Secretary for Security Wong Sio Chak said on Sunday that the police have noted that the number of Hong Kong people smuggling drugs into Macau has been on the rise since the opening of the Hong Kong-Zhuhai-Macau Bridge (HZMB) in late October last year.
Wong made the remarks while speaking to reporters on the sidelines of an annual community day hosted by the Public Security Police (PSP) in Praça do Tap Seac.
The event marked the 328th anniversary of the establishment of the police force on March 14, 1691.
Wong said that the number of cross-border drug-trafficking cases recorded in Macau has been on the rise as there have been increasingly more links and communications between Macau and elsewhere in the world.
Wong also said that with closer contacts with Hong Kong, the number of people from the neighbouring city smuggling drugs into Macau has been on the increase in recent years, adding that local police have noted that increasingly more of the cases are committed by young people.
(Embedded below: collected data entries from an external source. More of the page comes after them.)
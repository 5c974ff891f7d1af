//! 数据集 (图谱库) 操作.
//!
//! 本模块只处理本地已存在的文件, 不做任何下载或缓存.

use std::path::{Path, PathBuf};

mod atlas;

pub use atlas::AtlasStore;

/// 获取 `{用户主目录}/dataset` 目录.
pub fn home_dataset_dir() -> Option<PathBuf> {
    let mut ans = dirs::home_dir()?;
    ans.push("dataset");
    Some(ans)
}

/// 获取 `{用户主目录}/dataset` 目录下给定继续项组成的全路径.
pub fn home_dataset_dir_with<P: AsRef<Path>, I: IntoIterator<Item = P>>(it: I) -> Option<PathBuf> {
    let mut ans = home_dataset_dir()?;
    ans.extend(it);
    Some(ans)
}
//! 对 `nirust::dataset` 的更一层封装. 按 "显式配置 → 环境变量 → 用户主目录" 的顺序定位图谱库.

use nirust::dataset::AtlasStore;
use std::env;
use std::path::PathBuf;

/// 指定图谱库根目录的环境变量.
pub const ATLAS_DIR_ENV: &str = "NIRUST_ATLAS_DIR";

/// 若环境变量 `$NIRUST_ATLAS_DIR` 非空, 则返回其值.
pub fn atlas_dir_from_env() -> Option<PathBuf> {
    match env::var(ATLAS_DIR_ENV) {
        Ok(d) if !d.is_empty() => Some(PathBuf::from(d)),
        _ => None,
    }
}

/// 获取图谱库.
///
/// 1. `explicit` 非空时直接使用;
/// 2. 否则, 若环境变量 `$NIRUST_ATLAS_DIR` 非空, 则使用其值;
/// 3. 否则, 使用 `$HOME/dataset/atlases`;
/// 4. 无法确定用户主目录时返回 `None`.
pub fn atlas_store(explicit: Option<PathBuf>) -> Option<AtlasStore> {
    explicit
        .or_else(atlas_dir_from_env)
        .map(AtlasStore::new)
        .or_else(AtlasStore::from_home)
}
The policy secretary said that since the opening of the delta bridge, the local police have also noted that more people from Hong Kong have come to Macau to sell drugs here.
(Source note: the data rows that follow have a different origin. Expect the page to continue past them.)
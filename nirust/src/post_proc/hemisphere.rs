//! 半球掩膜.

use std::fmt;
use std::str::FromStr;

use ndarray::{Array3, Axis, Zip};

#[cfg(feature = "serde")]
use serde::{Deserialize, Serialize};

use crate::data::{GridAttr, Volume};

/// 大脑半球. 世界坐标 `x < 0` 的一侧为左半球.
#[derive(Debug, Copy, Clone, PartialEq, Eq, Hash)]
#[cfg_attr(feature = "serde", derive(Serialize, Deserialize))]
#[cfg_attr(feature = "serde", serde(rename_all = "lowercase"))]
pub enum Hemisphere {
    /// 左半球 (`x < 0`).
    Left,
    /// 右半球 (`x >= 0`).
    Right,
}

impl Hemisphere {
    /// 世界坐标 `x` 是否落在该半球内.
    #[inline]
    pub fn contains(&self, x: f64) -> bool {
        match self {
            Hemisphere::Left => x < 0.0,
            Hemisphere::Right => x >= 0.0,
        }
    }
}

impl fmt::Display for Hemisphere {
    fn fmt(&self, f: &mut fmt::Formatter<'_>) -> fmt::Result {
        f.write_str(match self {
            Hemisphere::Left => "left",
            Hemisphere::Right => "right",
        })
    }
}

impl FromStr for Hemisphere {
    type Err = String;

    fn from_str(s: &str) -> Result<Self, Self::Err> {
        match s.to_ascii_lowercase().as_str() {
            "left" => Ok(Hemisphere::Left),
            "right" => Ok(Hemisphere::Right),
            _ => Err(format!("side must be `left` or `right`, got `{s}`")),
        }
    }
}

/// 将 `volume` 中位于半球 `side` 内的体素置为 `NaN`, 返回新的体数据. 4D 数据的每一帧都被处理.
///
/// 是否在半球内由体素中心的世界坐标逐体素判定, 因此对倾斜或翻转的仿射矩阵同样适用.
/// 置为 `NaN` 的体素在后续聚合时不属于有效域.
pub fn mask_hemisphere(volume: &Volume, side: Hemisphere) -> Volume {
    let grid = volume.grid();
    let mut blank = Array3::from_elem(grid.shape(), false);
    Zip::indexed(&mut blank).for_each(|(i, j, k), b| {
        let (x, _, _) = grid.voxel_to_world(i as f64, j as f64, k as f64);
        *b = side.contains(x);
    });
    log::info!(
        "Masking {side} hemisphere: {} of {} voxel(s)",
        blank.iter().filter(|b| **b).count(),
        blank.len()
    );

    let mut data = volume.data().to_owned();
    for frame in data.axis_iter_mut(Axis(3)) {
        Zip::from(frame).and(&blank).for_each(|v, b| {
            if *b {
                *v = f32::NAN;
            }
        });
    }
    volume.with_data(grid.clone(), data)
}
Wong pledged that the local police will strengthen intelligence exchanges with their counterparts in Hong Kong in jointly combating and preventing drug-trafficking activities.
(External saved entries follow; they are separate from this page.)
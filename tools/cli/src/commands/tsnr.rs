use std::path::PathBuf;

use clap::Args;
use log::info;
use nirust::post_proc::temporal_snr;
use nirust::{ParcResult, Volume};

use super::{Context, Execute};

#[derive(Debug, Args)]
pub struct TsnrArgs {
    /// 需要计算逐体素 tSNR 的 4D NIfTI 影像.
    pub input: PathBuf,
    /// 输出 tSNR NIfTI 文件路径.
    pub output: PathBuf,
}

impl Execute for TsnrArgs {
    fn execute(&self, _ctx: &Context) -> ParcResult<()> {
        info!("Running temporal-snr command...");
        let volume = Volume::open(&self.input)?;
        temporal_snr(&volume)?.save(&self.output)?;
        info!("Saved tSNR image at {:?}", self.output);
        Ok(())
    }
}
use std::path::Path;

use nifti::{InMemNiftiVolume, NiftiHeader, NiftiObject, ReaderOptions};

use crate::error::{ParcError, ParcResult};
use crate::grid::GridDescriptor;
use crate::Idx3d;

mod label;
mod volume;

pub use label::LabelVolume;
pub use volume::Volume;

/// 体数据的网格属性和部分通用操作.
pub trait GridAttr {
    /// 获取网格描述符.
    fn grid(&self) -> &GridDescriptor;

    /// 获取空间形状 `(nx, ny, nz)`.
    #[inline]
    fn shape(&self) -> Idx3d {
        self.grid().shape()
    }

    /// 获取空间体素个数.
    #[inline]
    fn size(&self) -> usize {
        self.grid().len()
    }

    /// 检查索引是否合法.
    #[inline]
    fn check(&self, pos: &Idx3d) -> bool {
        self.grid().check(pos)
    }

    /// 获取单个体素在三个体素轴方向上的分辨率 (物理单位, 通常为毫米).
    #[inline]
    fn voxel_size(&self) -> [f64; 3] {
        self.grid().voxel_size()
    }

    /// 与 `other` 是否 "网格一致" (形状相同, 仿射矩阵逐元素误差不超过 `tol`).
    #[inline]
    fn is_grid_identical<G: GridAttr + ?Sized>(&self, other: &G, tol: f64) -> bool {
        self.grid().is_grid_identical(other.grid(), tol)
    }
}

/// 打开 nii 文件, 返回 header 与尚未转换元素类型的原始体数据.
fn read_nifti(path: &Path) -> ParcResult<(NiftiHeader, InMemNiftiVolume)> {
    log::debug!("Reading NIfTI at {:?}", path);
    let obj = ReaderOptions::new().read_file(path)?;
    let header = obj.header().clone();
    Ok((header, obj.into_volume()))
}

/// 内存中新建的体数据所使用的 header 模板.
fn blank_header() -> NiftiHeader {
    let mut header = NiftiHeader::default();
    // NIFTI_UNITS_MM | NIFTI_UNITS_SEC
    header.xyzt_units = 2 | 8;
    header
}

/// 写出时使用的 header: 以读入时的 header 为模板, 只替换仿射矩阵.
/// 数据维度与数据类型由写出器根据实际数组填充.
fn output_header(reference: &NiftiHeader, grid: &GridDescriptor) -> NiftiHeader {
    let mut header = reference.clone();
    grid.write_header(&mut header);
    header
}

/// 由 header 与实际数组形状构建网格.
fn grid_from_header(header: &NiftiHeader, shape: &[usize]) -> ParcResult<GridDescriptor> {
    let grid = GridDescriptor::from_header(header, spatial_shape(shape)?)?;
    log::debug!("Array shape {:?}, voxel size {:?}", shape, grid.voxel_size());
    Ok(grid)
}

/// 取数组形状的前三维.
fn spatial_shape(shape: &[usize]) -> ParcResult<Idx3d> {
    match shape {
        [x, y, z, ..] => Ok((*x, *y, *z)),
        _ => Err(ParcError::ShapeMismatch(vec![0; 3], shape.to_vec())),
    }
}

/// 检查数组空间形状是否与网格一致.
fn check_spatial_shape(grid: &GridDescriptor, shape: &[usize]) -> ParcResult<()> {
    let (x, y, z) = grid.shape();
    if shape.len() < 3 || shape[..3] != [x, y, z] {
        return Err(ParcError::ShapeMismatch(vec![x, y, z], shape.to_vec()));
    }
    Ok(())
}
According to the 2018 crime statistics released on the website of Wong’s office last month, the number of recorded drug-trafficking and drug-selling cases dropped by 8.7 percent (a decrease of 11 cases) from 126 in 2017 to 115 last year.
According to last year’s crime statistics, the number of recorded drug-trafficking cases involving Hong Kong people increased by 22 cases, from 24 cases in 2017 to 46 cases last year.
According to media reports, many of the drug pushers from Hong Kong caught by the police in Macau are jobless teens.